As you’ve heard me brag, FEMBA has 8 medical doctors, 3 dentists and 1 optometrist in the student body. Or, said another way, “We could start our own FEMBA hospital.” To my knowledge, no other part-time MBA program can say this and I’d hazard to guess no full-time or executive MBA program has that many medical professionals in its student body.
Jessica Langenhan ’16, Physician with Traditions Behavioral Health and Royale TRC, is one of those 8 MDs, and I asked her about her first-year FEMBA experience.
Jessica: I honestly wasn’t sure what to expect as a FEMBA, or as a business school student in general. Although I am well versed at attending school, my learning experiences as a FEMBA have been very different from my previous academic experiences—and that is something that I really appreciate and love about it. My classmates are fascinating people who all want to learn from each other, and the collaborative approach to many of our assignments always challenges me to think more deeply and differently than I know I would were I doing the work individually.
I had originally considered doing a healthcare-focused MBA program online, and being at Anderson in real-time and working with so many people outside of healthcare makes me so grateful that I did not choose that route. I feel that it is very easy to develop tunnel-vision in Medicine: you spend all day talking to other doctors and to nurses; you figure out how to cram continuing medical education (CME) credits into the off-hours; and your CV is a list of the different hospitals where you’ve worked.
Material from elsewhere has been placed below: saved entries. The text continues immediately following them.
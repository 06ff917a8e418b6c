//! Gathers run records from an existing results tree

use crate::error::{ReportError, ReportResult};
use genbench_core::layout::{endpoint_dir, BENCHMARK_MANIFEST_FILE};
use genbench_core::{BenchmarkManifest, RunRecord};
use genbench_storage::RunRepository;
use std::collections::BTreeSet;
use std::path::{Path, PathBuf};
use std::sync::Arc;
use tracing::{debug, info, warn};

/// Records and bookkeeping for one `endpoint_NN` directory
#[derive(Debug, Clone)]
pub struct EndpointResults {
    pub endpoint_id: u32,
    pub dir: PathBuf,
    /// Planned iteration count, when it can be determined
    pub expected_runs: Option<u32>,
    /// Complete records in run order
    pub records: Vec<RunRecord>,
    /// Run directories that exist without a complete record
    pub unrecorded: Vec<u32>,
}

/// Everything the report generator reads from a results tree
#[derive(Debug, Clone)]
pub struct CollectedResults {
    pub root: PathBuf,
    pub manifest: Option<BenchmarkManifest>,
    pub endpoints: Vec<EndpointResults>,
}

impl CollectedResults {
    /// All records, ordered by endpoint then run
    pub fn records(&self) -> Vec<RunRecord> {
        self.endpoints
            .iter()
            .flat_map(|e| e.records.iter().cloned())
            .collect()
    }

    pub fn record_count(&self) -> usize {
        self.endpoints.iter().map(|e| e.records.len()).sum()
    }
}

/// Reads a results tree through a [`RunRepository`]
pub struct ResultsCollector<R: RunRepository + ?Sized> {
    repository: Arc<R>,
}

impl<R: RunRepository + ?Sized> ResultsCollector<R> {
    pub fn new(repository: Arc<R>) -> Self {
        Self { repository }
    }

    pub async fn collect(&self) -> ReportResult<CollectedResults> {
        let root = self.repository.root().to_path_buf();
        if !root.is_dir() {
            return Err(ReportError::MissingResults(root));
        }

        let manifest = read_manifest(&root).await;
        let mut endpoints = Vec::new();

        // Requested endpoints that never got a directory still owe their runs
        let mut endpoint_ids: BTreeSet<u32> =
            self.repository.list_endpoints().await?.into_iter().collect();
        if let Some(manifest) = &manifest {
            for &endpoint_id in &manifest.endpoint_ids {
                if endpoint_ids.insert(endpoint_id) {
                    warn!(endpoint_id, "Requested endpoint has no results directory");
                }
            }
        }

        for endpoint_id in endpoint_ids {
            let runs = self.repository.list_runs(endpoint_id).await?;
            let highest_run = runs.iter().map(|r| r.key.run_number).max();

            let expected_runs = manifest
                .as_ref()
                .filter(|m| m.endpoint_ids.contains(&endpoint_id))
                .map(|m| m.runs_per_endpoint)
                .or(highest_run);

            let mut records = Vec::new();
            let mut unrecorded = Vec::new();
            for run in runs {
                match run.record {
                    Some(record) => records.push(record),
                    None => unrecorded.push(run.key.run_number),
                }
            }

            if !unrecorded.is_empty() {
                warn!(
                    endpoint_id,
                    "Run directories without a complete record: {:?}", unrecorded
                );
            }
            debug!(endpoint_id, records = records.len(), "Collected endpoint");

            endpoints.push(EndpointResults {
                endpoint_id,
                dir: endpoint_dir(&root, endpoint_id),
                expected_runs,
                records,
                unrecorded,
            });
        }

        let collected = CollectedResults {
            root,
            manifest,
            endpoints,
        };
        info!(
            "Collected {} record(s) across {} endpoint(s) from {}",
            collected.record_count(),
            collected.endpoints.len(),
            collected.root.display()
        );
        Ok(collected)
    }
}

async fn read_manifest(root: &Path) -> Option<BenchmarkManifest> {
    let path = root.join(BENCHMARK_MANIFEST_FILE);
    let bytes = tokio::fs::read(&path).await.ok()?;
    match serde_json::from_slice(&bytes) {
        Ok(manifest) => Some(manifest),
        Err(e) => {
            warn!("Ignoring unreadable manifest {}: {}", path.display(), e);
            None
        }
    }
}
Moving outside and beyond that world is one of the many reasons I want my MBA and my past 2.5 quarters as a FEMBA have definitely been anything but narrow. . . .I’ve joined Net Impact; I’ve participate in a case competition; I’ve helped out with SuperSaturday admission interviews and post-admit calls; and I’m very excited about the international elective to South Africa that I’ve just enrolled in.
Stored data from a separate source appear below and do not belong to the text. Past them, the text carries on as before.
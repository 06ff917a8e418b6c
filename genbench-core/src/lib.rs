//! Core domain models and types for genbench
//!
//! This crate defines the domain language shared by every other genbench
//! crate: the endpoint catalog, the per-run record, the benchmark container
//! and the closed error taxonomy. It performs no process or filesystem work
//! beyond reading the catalog.

pub mod benchmark;
pub mod catalog;
pub mod error;
pub mod layout;
pub mod record;
pub mod types;

// Re-export commonly used types at the crate root
pub use benchmark::{BenchmarkManifest, BenchmarkRun, RunTally};
pub use catalog::{Catalog, EndpointDescriptor};
pub use error::{CatalogError, GenbenchError, InvalidEndpointError, ParseError, Result};
pub use record::{
    ArtifactCounts, CoverageFigures, ErrorCounts, ExitStatusRecord, ResourceMetricsRecord,
    ResourceSummary, RunKey, RunRecord,
};
pub use types::{Authorization, ErrorType, GenerationStatus, HttpMethod};

/// Upper bound, in characters, for stored free-text error messages
pub const MAX_ERROR_MESSAGE_CHARS: usize = 500;

/// Placeholder written wherever a measured value is not available
pub const NOT_AVAILABLE: &str = "N/A";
I’ve developed a very different perspective on the way things are run at the hospital and at the clinics where I work, and I’ve become more out-spoken about those managerial issues. And, in addition, on May 14th, I spoke as part of a community-based mental health education panel in Orange County—and I was asked to do this after having met one of the people from the organization that is putting on the panel at the Net Impact Career Night back in Fall Quarter.
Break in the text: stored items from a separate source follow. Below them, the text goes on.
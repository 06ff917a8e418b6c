//! Static analysis of generated tests and run logs

use crate::error::StorageResult;
use genbench_core::ArtifactCounts;
use once_cell::sync::Lazy;
use regex::Regex;
use serde::{Deserialize, Serialize};
use std::collections::BTreeMap;
use std::path::Path;
use tracing::{debug, warn};
use walkdir::WalkDir;

/// Suffix the tool gives its generated test classes
pub const TEST_FILE_SUFFIX: &str = "_ESTest.java";

/// Assertion-like calls counted in generated tests, in report order
pub const ASSERTION_KINDS: &[&str] = &[
    "assertEquals",
    "assertNotNull",
    "assertNull",
    "assertTrue",
    "assertFalse",
    "assertThat",
    "fail",
    "verifyException",
];

static ASSERTION_PATTERNS: Lazy<Vec<(&'static str, Regex)>> = Lazy::new(|| {
    ASSERTION_KINDS
        .iter()
        .map(|kind| {
            let re = Regex::new(&format!(r"\b{}\s*\(", kind)).expect("valid regex");
            (*kind, re)
        })
        .collect()
});

static TEST_ANNOTATION: Lazy<Regex> = Lazy::new(|| Regex::new(r"@Test\b").expect("valid regex"));

static BOUNDARY_INPUT: Lazy<Regex> = Lazy::new(|| {
    Regex::new(
        r#"\(\s*(null|""|0|-1|0\.0|-0\.0|(Integer|Long)\.(MAX|MIN)_VALUE|(Double|Float)\.NaN)\s*\)|Collections\.emptyList\(\)|new\s+(ArrayList|HashMap)<>\(\)"#,
    )
    .expect("valid regex")
});

static HTTP_STATUS_ASSERTION: Lazy<Regex> = Lazy::new(|| {
    Regex::new(
        r"assertEquals\s*\(\s*(200|201|204|400|401|403|404|500|502|503)\b|HttpStatus\.(OK|CREATED|NO_CONTENT|BAD_REQUEST|UNAUTHORIZED|FORBIDDEN|NOT_FOUND|INTERNAL_SERVER_ERROR)\b",
    )
    .expect("valid regex")
});

static EXPECTED_EXCEPTION: Lazy<Regex> = Lazy::new(|| {
    Regex::new(r"verifyException\s*\(|@Test\s*\([^)]*expected\s*=").expect("valid regex")
});

static NULL_LITERAL: Lazy<Regex> = Lazy::new(|| Regex::new(r"\bnull\b").expect("valid regex"));

static GOALS_COVERED: Lazy<Regex> =
    Lazy::new(|| Regex::new(r"(\d+) goals covered out of (\d+)").expect("valid regex"));

/// What the generated test suite of one run contains
#[derive(Debug, Clone, Default, PartialEq, Eq, Serialize, Deserialize)]
pub struct TestSuiteAnalysis {
    pub test_files: u32,
    pub test_methods: u32,
    pub assertions: u32,
    pub assertion_types: BTreeMap<String, u32>,
    pub boundary_inputs: u32,
    pub http_status_assertions: u32,
    pub expected_exceptions: u32,
    pub null_references: u32,
    /// Simple names of the generated test classes, sorted
    pub test_classes: Vec<String>,
}

impl TestSuiteAnalysis {
    /// The counts stored in the run record
    pub fn counts(&self) -> ArtifactCounts {
        ArtifactCounts {
            tests_generated: self.test_files,
            test_methods: self.test_methods,
            assertions: self.assertions,
        }
    }

    /// Fold one test source file into the analysis
    pub fn add_source(&mut self, class_name: &str, source: &str) {
        self.test_files += 1;
        self.test_classes.push(class_name.to_string());
        self.test_methods += TEST_ANNOTATION.find_iter(source).count() as u32;

        for (kind, re) in ASSERTION_PATTERNS.iter() {
            let count = re.find_iter(source).count() as u32;
            if count > 0 {
                *self.assertion_types.entry(kind.to_string()).or_default() += count;
                self.assertions += count;
            }
        }

        self.boundary_inputs += BOUNDARY_INPUT.find_iter(source).count() as u32;
        self.http_status_assertions += HTTP_STATUS_ASSERTION.find_iter(source).count() as u32;
        self.expected_exceptions += EXPECTED_EXCEPTION.find_iter(source).count() as u32;
        self.null_references += NULL_LITERAL.find_iter(source).count() as u32;
    }

    /// Fold another run's analysis into this one
    pub fn merge(&mut self, other: &TestSuiteAnalysis) {
        self.test_files += other.test_files;
        self.test_methods += other.test_methods;
        self.assertions += other.assertions;
        for (kind, count) in &other.assertion_types {
            *self.assertion_types.entry(kind.clone()).or_default() += count;
        }
        self.boundary_inputs += other.boundary_inputs;
        self.http_status_assertions += other.http_status_assertions;
        self.expected_exceptions += other.expected_exceptions;
        self.null_references += other.null_references;
        self.test_classes.extend(other.test_classes.iter().cloned());
        self.test_classes.sort();
        self.test_classes.dedup();
    }

    /// Pointers for a human filling in the qualitative checklist
    pub fn evaluation_hints(&self) -> Vec<(&'static str, String)> {
        if self.test_files == 0 {
            return vec![("tests", "No generated test files found".to_string())];
        }

        let http = if self.http_status_assertions > 0 {
            format!("{} HTTP status assertions found", self.http_status_assertions)
        } else {
            "No HTTP status code assertions found".to_string()
        };

        let mut kinds: Vec<(&String, &u32)> = self.assertion_types.iter().collect();
        kinds.sort_by(|a, b| b.1.cmp(a.1).then_with(|| a.0.cmp(b.0)));
        let comparators = if kinds.is_empty() {
            "No assertions found".to_string()
        } else {
            kinds
                .iter()
                .take(5)
                .map(|(kind, count)| format!("{}({})", kind, count))
                .collect::<Vec<_>>()
                .join(", ")
        };

        let value_checks = self.assertion_types.get("assertEquals").copied().unwrap_or(0);
        let null_checks = self.assertion_types.get("assertNull").copied().unwrap_or(0)
            + self.assertion_types.get("assertNotNull").copied().unwrap_or(0);
        let meaningful = if self.assertions == 0 {
            "No assertions to evaluate".to_string()
        } else if value_checks > null_checks {
            format!(
                "More value assertions ({}) than null checks ({})",
                value_checks, null_checks
            )
        } else {
            format!(
                "Review: null checks ({}) outnumber value assertions ({})",
                null_checks, value_checks
            )
        };

        let boundaries = match self.boundary_inputs {
            0 => "No boundary inputs (null, empty, 0, -1) detected".to_string(),
            n if n > 5 => format!("{} boundary inputs found", n),
            n => format!("Only {} boundary inputs found", n),
        };

        vec![
            ("asserts_http_status", http),
            ("correct_comparator", comparators),
            ("assertions_meaningful", meaningful),
            ("boundary_conditions", boundaries),
        ]
    }
}

/// Analyse every `*_ESTest.java` under `tests_dir`. A missing directory is
/// an empty suite.
pub fn analyze_tests(tests_dir: &Path) -> StorageResult<TestSuiteAnalysis> {
    let mut analysis = TestSuiteAnalysis::default();
    if !tests_dir.is_dir() {
        debug!("No generated tests directory at {}", tests_dir.display());
        return Ok(analysis);
    }

    let mut files: Vec<_> = WalkDir::new(tests_dir)
        .follow_links(false)
        .into_iter()
        .filter_map(|entry| match entry {
            Ok(entry) => Some(entry),
            Err(e) => {
                warn!("Skipping unreadable entry under {}: {}", tests_dir.display(), e);
                None
            }
        })
        .filter(|entry| entry.file_type().is_file())
        .filter(|entry| entry.file_name().to_string_lossy().ends_with(TEST_FILE_SUFFIX))
        .map(|entry| entry.into_path())
        .collect();
    files.sort();

    for path in files {
        let bytes = std::fs::read(&path)?;
        let source = String::from_utf8_lossy(&bytes);
        let class_name = path
            .file_stem()
            .map(|stem| stem.to_string_lossy().into_owned())
            .unwrap_or_default();
        analysis.add_source(&class_name, &source);
    }
    analysis.test_classes.sort();

    Ok(analysis)
}

/// Progress markers found in a run log
#[derive(Debug, Clone, Default, PartialEq, Eq, Serialize, Deserialize)]
pub struct LogAnalysis {
    pub search_started: bool,
    pub search_completed: bool,
    pub compilation_errors: bool,
    pub rmi_errors: bool,
    /// (covered, total) goals, when the tool printed them
    pub coverage_goals: Option<(u64, u64)>,
}

pub fn analyze_log(log: &str) -> LogAnalysis {
    let coverage_goals = GOALS_COVERED.captures_iter(log).last().and_then(|caps| {
        let covered = caps.get(1)?.as_str().parse().ok()?;
        let total = caps.get(2)?.as_str().parse().ok()?;
        Some((covered, total))
    });

    LogAnalysis {
        search_started: log.contains("Starting Client") || log.contains("Going to generate"),
        search_completed: log.contains("Search finished") || log.contains("Writing tests"),
        compilation_errors: log.contains("Compilation failed") || log.contains("cannot find symbol"),
        rmi_errors: log.contains("NoClassDefFoundError") || log.contains("java.rmi."),
        coverage_goals,
    }
}

#[cfg(test)]
mod tests {
    use super::*;
    use tempfile::TempDir;

    const SAMPLE_TEST: &str = r#"
package com.cloudhubs.trainticket.contacts.controller;

public class ContactsController_ESTest extends ContactsController_ESTest_scaffolding {

  @Test(timeout = 4000)
  public void test0() throws Throwable {
      ContactsController controller = new ContactsController();
      HttpEntity<?> entity = controller.findContactsByAccountId(null);
      assertNotNull(entity);
      assertEquals(200, entity.getStatusCodeValue());
  }

  @Test(timeout = 4000)
  public void test1() throws Throwable {
      ContactsController controller = new ContactsController();
      try {
        controller.findContactsByAccountId("");
        fail("Expecting exception: NullPointerException");
      } catch(NullPointerException e) {
         verifyException("com.cloudhubs.trainticket.contacts.service.ContactsServiceImpl", e);
      }
  }
}
"#;

    #[test]
    fn test_counts_one_source() {
        let mut analysis = TestSuiteAnalysis::default();
        analysis.add_source("ContactsController_ESTest", SAMPLE_TEST);

        assert_eq!(analysis.test_files, 1);
        assert_eq!(analysis.test_methods, 2);
        assert_eq!(analysis.assertions, 4);
        assert_eq!(analysis.assertion_types.get("assertNotNull"), Some(&1));
        assert_eq!(analysis.assertion_types.get("assertEquals"), Some(&1));
        assert_eq!(analysis.assertion_types.get("fail"), Some(&1));
        assert_eq!(analysis.assertion_types.get("verifyException"), Some(&1));
        assert!(!analysis.assertion_types.contains_key("assertNull"));
        assert_eq!(analysis.boundary_inputs, 2);
        assert_eq!(analysis.http_status_assertions, 1);
        assert_eq!(analysis.expected_exceptions, 1);
    }

    #[test]
    fn test_analyze_tests_walks_nested_dirs() {
        let temp = TempDir::new().unwrap();
        let nested = temp.path().join("com").join("cloudhubs");
        std::fs::create_dir_all(&nested).unwrap();
        std::fs::write(nested.join("ContactsController_ESTest.java"), SAMPLE_TEST).unwrap();
        std::fs::write(nested.join("OtherController_ESTest.java"), "@Test\npublic void t() {}").unwrap();
        std::fs::write(
            nested.join("ContactsController_ESTest_scaffolding.java"),
            "@Test assertEquals(1, 1);",
        )
        .unwrap();

        let analysis = analyze_tests(temp.path()).unwrap();
        assert_eq!(
            analysis.counts(),
            ArtifactCounts {
                tests_generated: 2,
                test_methods: 3,
                assertions: 4,
            }
        );
        assert_eq!(
            analysis.test_classes,
            vec!["ContactsController_ESTest", "OtherController_ESTest"]
        );
    }

    #[test]
    fn test_missing_tests_dir_is_empty_suite() {
        let temp = TempDir::new().unwrap();
        let analysis = analyze_tests(&temp.path().join("generated-tests")).unwrap();
        assert_eq!(analysis, TestSuiteAnalysis::default());
        assert_eq!(analysis.evaluation_hints().len(), 1);
    }

    #[test]
    fn test_hints_and_merge() {
        let mut first = TestSuiteAnalysis::default();
        first.add_source("A_ESTest", SAMPLE_TEST);
        let mut total = TestSuiteAnalysis::default();
        total.merge(&first);
        total.merge(&first);

        assert_eq!(total.test_files, 2);
        assert_eq!(total.assertions, 8);
        assert_eq!(total.test_classes, vec!["A_ESTest"]);

        let hints = total.evaluation_hints();
        let http = hints.iter().find(|(k, _)| *k == "asserts_http_status").unwrap();
        assert_eq!(http.1, "2 HTTP status assertions found");
    }

    #[test]
    fn test_log_analysis() {
        let log = "* Going to generate test cases for class: X\n\
                   * Search finished after 60s\n\
                   * Coverage of criterion LINE: 81%\n\
                   * 39 goals covered out of 48\n";
        let analysis = analyze_log(log);
        assert!(analysis.search_started);
        assert!(analysis.search_completed);
        assert!(!analysis.compilation_errors);
        assert!(!analysis.rmi_errors);
        assert_eq!(analysis.coverage_goals, Some((39, 48)));

        assert_eq!(analyze_log("").coverage_goals, None);
    }
}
I am very happy to hear that more physicians are applying [to FEMBA] and being accepted for the incoming class. I wish more physicians felt confident or comfortable enough to pursue an MBA or even some core business classes, because the business side of medicine is very much alive and here to stay.
Probably one of my biggest worries as I was getting ready to start this academic year was how I would be able to adjust from my science-oriented style of learning to business classes. (It has to be understood that, when I briefly considered minoring in Accounting as an undergrad, my mother essentially talked me out of it by asking whether I really wanted to risk ruining my GPA.)
What I’ve found is that the classes are certainly challenging, but we are not expected to be economists or financial managers in order to succeed in the courses, just as I was not expected to be a biochemist or a pathologist when I took my initial courses in medical school. And I was happy to find others beside myself who were initially mystified by the debits and credits and cash flow statements of Accounting.
My first year as a FEMBA has made me realize that there are many more career options and directions than I had initially considered—again, something that a health-care focused MBA program would not have provided me. I feel as though I have a different idea every day about what I ultimately want to do with my MBA, but for now I’m fine with the process of exploration.